India has taken another step towards opening its capital markets to global investors.

In a regulatory change, the government has allowed individuals living outside India to directly invest in listed Indian shares, even if they are not Non-Resident Indians (NRIs) or Overseas Citizens of India (OCIs). The move follows an amendment to the Foreign Exchange Management (Non-Debt Instruments) Rules, 2019, notified on June 12.

Earlier, direct access to Indian equities under this route was limited to NRIs and OCIs. With the revised rules, the definition has been widened to include any "individual person resident outside India," potentially bringing a much larger pool of global investors into Indian markets.

What Has Changed?

The amendment allows overseas individuals to buy and sell shares of listed Indian companies through recognised stock exchanges using authorised banking channels.

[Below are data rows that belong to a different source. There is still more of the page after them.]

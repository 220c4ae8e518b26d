//! フォーラムテストビルダー
//!
//! テストコードの重複を削減するためのビルダーパターン実装。
//! 標準的なテストデータとモックリポジトリのセットアップを提供する。

use std::sync::Arc;

use chrono::{DateTime, Utc};
use forum_domain::{
    answer::{Answer, AnswerBody, AnswerId, NewAnswer},
    authorization::OwnershipPolicy,
    clock::FixedClock,
    question::{NewQuestion, Question, QuestionBody, QuestionId, QuestionTitle, Tags},
    user::UserId,
};
use forum_infra::{
    Argon2PasswordChecker,
    mock::{
        MockAccessTokenRepository,
        MockAnswerRepository,
        MockQuestionRepository,
        MockTransactionManager,
        MockUserRepository,
        MockVoteRepository,
    },
};

use crate::{
    app_builder::AppDependencies,
    usecase::{
        AnswerUseCaseImpl,
        AuthUseCaseImpl,
        BestAnswerUseCaseImpl,
        QuestionUseCaseImpl,
        VoteUseCaseImpl,
    },
};

/// フォーラムテストのセットアップデータ
///
/// ForumTestBuilder が生成する SUT と Mock リポジトリのセット。
/// Mock は内部で状態を共有しているため、ここから初期データを投入すると
/// SUT からも見える。
pub struct ForumTestSetup {
    pub auth:          AuthUseCaseImpl,
    pub questions:     QuestionUseCaseImpl,
    pub answers:       AnswerUseCaseImpl,
    pub votes:         VoteUseCaseImpl,
    pub best_answers:  BestAnswerUseCaseImpl,
    pub user_repo:     MockUserRepository,
    pub token_repo:    MockAccessTokenRepository,
    pub question_repo: MockQuestionRepository,
    pub answer_repo:   MockAnswerRepository,
    pub vote_repo:     MockVoteRepository,
    /// ルーター構築用の依存（同じ Mock を共有する）
    pub deps:          AppDependencies,
}

/// フォーラムテストビルダー
///
/// # 使用例
///
/// ```ignore
/// use forum_api::test_utils::ForumTestBuilder;
///
/// #[tokio::test]
/// async fn test_example() {
///     let builder = ForumTestBuilder::new();
///     let setup = builder.build();
///     let question = builder.build_question(&UserId::new(), "What is ownership?");
///     setup.question_repo.add_question(question.clone());
///
///     let result = setup.questions.show("what-is-ownership").await;
/// }
/// ```
#[derive(Clone)]
pub struct ForumTestBuilder {
    now:        DateTime<Utc>,
    serialized: bool,
}

impl ForumTestBuilder {
    /// デフォルト値で新しいビルダーを作成
    pub fn new() -> Self {
        Self {
            now:        Utc::now(),
            serialized: false,
        }
    }

    /// 現在時刻を指定
    pub fn with_now(mut self, now: DateTime<Utc>) -> Self {
        self.now = now;
        self
    }

    /// トランザクションを 1 つずつしか開始できないようにする
    ///
    /// PostgreSQL の行ロックによる直列化を再現し、並行テストで使用する。
    pub fn serialized(mut self) -> Self {
        self.serialized = true;
        self
    }

    /// ビルダーの now を取得
    pub fn now(&self) -> DateTime<Utc> {
        self.now
    }

    /// テスト用の質問を作成する（スラッグはタイトルから導出）
    pub fn build_question(&self, author: &UserId, title: &str) -> Question {
        Question::new(NewQuestion {
            id:      QuestionId::new(),
            user_id: author.clone(),
            title:   QuestionTitle::new(title).unwrap(),
            body:    QuestionBody::new(format!("{} の本文", title)).unwrap(),
            tags:    Tags::default(),
            now:     self.now,
        })
        .unwrap()
    }

    /// テスト用の回答を作成する
    pub fn build_answer(&self, question: &Question, author: &UserId, body: &str) -> Answer {
        Answer::new(NewAnswer {
            id:          AnswerId::new(),
            question_id: question.id().clone(),
            user_id:     author.clone(),
            body:        AnswerBody::new(body).unwrap(),
            now:         self.now,
        })
    }

    /// Mock リポジトリとユースケースを組み立てる
    pub fn build(&self) -> ForumTestSetup {
        let user_repo = MockUserRepository::new();
        let token_repo = MockAccessTokenRepository::new();
        let question_repo = MockQuestionRepository::new();
        let answer_repo = MockAnswerRepository::new();
        let vote_repo = MockVoteRepository::new();
        let tx_manager = if self.serialized {
            MockTransactionManager::serialized()
        } else {
            MockTransactionManager::new()
        };

        let deps = AppDependencies {
            user_repo:         Arc::new(user_repo.clone()),
            access_token_repo: Arc::new(token_repo.clone()),
            question_repo:     Arc::new(question_repo.clone()),
            answer_repo:       Arc::new(answer_repo.clone()),
            vote_repo:         Arc::new(vote_repo.clone()),
            password_checker:  Arc::new(Argon2PasswordChecker::new()),
            policy:            Arc::new(OwnershipPolicy),
            tx_manager:        Arc::new(tx_manager),
            clock:             Arc::new(FixedClock::new(self.now)),
        };

        ForumTestSetup {
            auth: deps.auth_usecase(),
            questions: deps.question_usecase(),
            answers: deps.answer_usecase(),
            votes: deps.vote_usecase(),
            best_answers: deps.best_answer_usecase(),
            user_repo,
            token_repo,
            question_repo,
            answer_repo,
            vote_repo,
            deps,
        }
    }
}

impl Default for ForumTestBuilder {
    fn default() -> Self {
        Self::new()
    }
}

In simple, foreign retail investors who are not part of the Indian market can now directly participate in India's stock market, subject to certain conditions.

Position Limits Still Apply

While access has been expanded, the government has retained strict safeguards.

An individual overseas investor cannot hold more than 10% of a listed company's equity through this route. Additionally, the combined holding of all such overseas investors in a company cannot exceed 24%.

If an investor's stake crosses the 10% threshold, it must be brought below the limit within five trading days. If not, the investment will be treated as Foreign Direct Investment (FDI), which comes with a different set of regulations.

Sensitive Investments Still Need Approval

The relaxation does not apply to all situations.

Any investment that could result in ownership or control shifting to entities from countries sharing a land border with India, or where the ultimate beneficial owner is located in such countries, will continue to require prior government approval.

This means the stricter scrutiny framework introduced in 2020 remains in place.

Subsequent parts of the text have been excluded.